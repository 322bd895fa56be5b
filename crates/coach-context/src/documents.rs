//! Knowledge document management: `coachctx docs add|list`.
//!
//! Added documents are upserted and immediately re-chunked. With an
//! embedding provider configured, the new chunks are embedded through the
//! backfill job; otherwise they are stored without vectors, which keeps
//! keyword search working until a later `reembed missing`.

use anyhow::{Context, Result};
use serde::Deserialize;
use std::path::Path;
use tracing::info;

use coach_context_core::chunk::build_chunks;
use coach_context_core::models::KnowledgeDocument;
use coach_context_core::store::KnowledgeStore;

use crate::engine::Engine;
use crate::reembed::ReembedReport;

/// A JSON file holds either one document or an array of them.
#[derive(Deserialize)]
#[serde(untagged)]
enum DocumentFile {
    Many(Vec<KnowledgeDocument>),
    One(KnowledgeDocument),
}

/// Parse a documents file body.
pub fn parse_documents(json: &str) -> Result<Vec<KnowledgeDocument>> {
    let parsed: DocumentFile =
        serde_json::from_str(json).with_context(|| "Failed to parse documents JSON")?;
    let docs = match parsed {
        DocumentFile::Many(docs) => docs,
        DocumentFile::One(doc) => vec![doc],
    };
    for doc in &docs {
        if doc.id.trim().is_empty() {
            anyhow::bail!("document id must not be empty");
        }
    }
    Ok(docs)
}

/// Upsert documents and rebuild their chunk sets.
pub async fn add_documents(engine: &Engine, docs: &[KnowledgeDocument]) -> Result<ReembedReport> {
    let store = engine.store();
    for doc in docs {
        store.upsert_document(doc).await?;
    }
    let ids: Vec<String> = docs.iter().map(|d| d.id.clone()).collect();

    if engine.config().embedding.is_enabled() {
        return Ok(engine.reembed_ids(&ids).await);
    }

    let max_chars = engine.config().chunking.max_chars;
    let mut report = ReembedReport {
        total: docs.len(),
        ..ReembedReport::default()
    };
    for doc in docs {
        let chunks = build_chunks(doc, max_chars);
        store.replace_chunks(&doc.id, &chunks).await?;
        report.processed += 1;
        info!(document_id = %doc.id, chunks = chunks.len(), "document chunked without embeddings");
    }
    engine.retriever().invalidate_cache();
    Ok(report)
}

/// CLI entry point for `coachctx docs add <file>`.
pub async fn run_docs_add(engine: &Engine, path: &Path) -> Result<()> {
    let json = std::fs::read_to_string(path)
        .with_context(|| format!("Failed to read documents file: {}", path.display()))?;
    let docs = parse_documents(&json)?;
    let report = add_documents(engine, &docs).await?;

    println!("docs add {}", path.display());
    println!("  documents: {}", report.total);
    println!("  processed: {}", report.processed);
    println!("  failed: {}", report.failed);
    if engine.config().embedding.is_enabled() {
        println!("  chunks embedded: {}", report.chunks_embedded);
        println!("  chunks failed: {}", report.chunks_failed);
    } else {
        println!(
            "  embeddings disabled; run `coachctx reembed missing` once a provider is configured"
        );
    }
    Ok(())
}

/// CLI entry point for `coachctx docs list`.
pub async fn run_docs_list(engine: &Engine) -> Result<()> {
    let docs = engine.store().list_documents().await?;
    if docs.is_empty() {
        println!("No documents.");
        return Ok(());
    }

    println!(
        "{:<24} {:<16} {:<14} {:>6}  TITLE",
        "ID", "OWNER", "CATEGORY", "CHUNKS"
    );
    for doc in &docs {
        let chunks = engine.store().chunks_for_document(&doc.id).await?;
        println!(
            "{:<24} {:<16} {:<14} {:>6}  {}",
            doc.id,
            doc.owner_tag,
            doc.category,
            chunks.len(),
            doc.title
        );
    }
    Ok(())
}
//! Storage abstraction for the knowledge corpus.
//!
//! The [`KnowledgeStore`] trait defines every storage operation the
//! retrieval and backfill paths need, so the SQLite backend and the
//! in-memory backend are interchangeable.
//!
//! Implementations must be `Send + Sync` to work with async runtimes.

pub mod memory;

use anyhow::Result;
use async_trait::async_trait;

use crate::error::ContextError;
use crate::models::{ChunkFilter, KnowledgeChunk, KnowledgeDocument, ScoredChunk};

/// Abstract storage backend for documents, chunks, and vectors.
///
/// # Operations
///
/// | Method | Purpose |
/// |--------|---------|
/// | [`upsert_document`](KnowledgeStore::upsert_document) | Insert or update an authored document |
/// | [`replace_chunks`](KnowledgeStore::replace_chunks) | Atomically swap a document's chunk set |
/// | [`nearest`](KnowledgeStore::nearest) | Top-k chunks by cosine similarity |
/// | [`candidates`](KnowledgeStore::candidates) | All chunks matching a filter, for lexical scoring |
/// | [`all_missing_embeddings`](KnowledgeStore::all_missing_embeddings) | Documents with no chunks at all |
/// | [`incomplete_embeddings`](KnowledgeStore::incomplete_embeddings) | Documents with chunks lacking vectors |
///
/// Writes are never retried internally: errors surface to the caller.
#[async_trait]
pub trait KnowledgeStore: Send + Sync {
    /// Insert or update a document by `id`.
    async fn upsert_document(&self, doc: &KnowledgeDocument) -> Result<()>;

    async fn get_document(&self, id: &str) -> Result<Option<KnowledgeDocument>>;

    /// All documents, ordered by `id`.
    async fn list_documents(&self) -> Result<Vec<KnowledgeDocument>>;

    /// Replace every chunk of `document_id` with `chunks`.
    ///
    /// Atomic: readers see either the complete old set or the complete new
    /// set. On failure the old set is left untouched.
    async fn replace_chunks(
        &self,
        document_id: &str,
        chunks: &[KnowledgeChunk],
    ) -> Result<(), ContextError>;

    /// The current chunk set of a document, ordered by `chunk_index`.
    async fn chunks_for_document(&self, document_id: &str) -> Result<Vec<KnowledgeChunk>>;

    /// Top-`k` embedded chunks by cosine similarity to `query_vec`.
    ///
    /// Ordered by similarity desc, then `chunk_index` asc, then `document_id` asc.
    async fn nearest(
        &self,
        query_vec: &[f32],
        k: usize,
        filter: &ChunkFilter,
    ) -> Result<Vec<ScoredChunk>>;

    /// Every chunk matching `filter`, embedded or not.
    async fn candidates(&self, filter: &ChunkFilter) -> Result<Vec<KnowledgeChunk>>;

    /// Ids of documents that have zero chunks.
    async fn all_missing_embeddings(&self) -> Result<Vec<String>>;

    /// Ids of documents with at least one chunk lacking a vector.
    async fn incomplete_embeddings(&self) -> Result<Vec<String>>;
}

/// Check that a chunk set is well-formed before any write begins.
///
/// Every chunk must belong to `document_id`, indices must run `0..n` in
/// order, and all vectors present must share one dimensionality.
pub fn validate_chunk_set(
    document_id: &str,
    chunks: &[KnowledgeChunk],
) -> Result<(), ContextError> {
    if chunks.is_empty() {
        return Err(ContextError::store_write(
            document_id,
            "chunk set must not be empty",
        ));
    }

    let mut dims: Option<usize> = None;
    for (i, chunk) in chunks.iter().enumerate() {
        if chunk.document_id != document_id {
            return Err(ContextError::store_write(
                document_id,
                format!("chunk {} belongs to document {}", i, chunk.document_id),
            ));
        }
        if chunk.chunk_index != i as i64 {
            return Err(ContextError::store_write(
                document_id,
                format!(
                    "chunk indices must be contiguous from 0: expected {}, found {}",
                    i, chunk.chunk_index
                ),
            ));
        }
        if let Some(vec) = &chunk.embedding {
            match dims {
                Some(d) if d != vec.len() => {
                    return Err(ContextError::store_write(
                        document_id,
                        format!("mixed vector dimensions: {} and {}", d, vec.len()),
                    ));
                }
                _ => dims = Some(vec.len()),
            }
        }
    }
    Ok(())
}

/// Ordering shared by every `nearest` implementation.
pub fn sort_scored(scored: &mut [ScoredChunk]) {
    scored.sort_by(|a, b| {
        b.similarity
            .partial_cmp(&a.similarity)
            .unwrap_or(std::cmp::Ordering::Equal)
            .then(a.chunk.chunk_index.cmp(&b.chunk.chunk_index))
            .then_with(|| a.chunk.document_id.cmp(&b.chunk.document_id))
    });
}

◇ ◇ ◇ ◇ ◇

What to produce:
Your answer should consist of copies of the lines above that include the string "Some".

Answer section:
        if let Some(vec) = &chunk.embedding {
                Some(d) if d != vec.len() => {
                _ => dims = Some(vec.len()),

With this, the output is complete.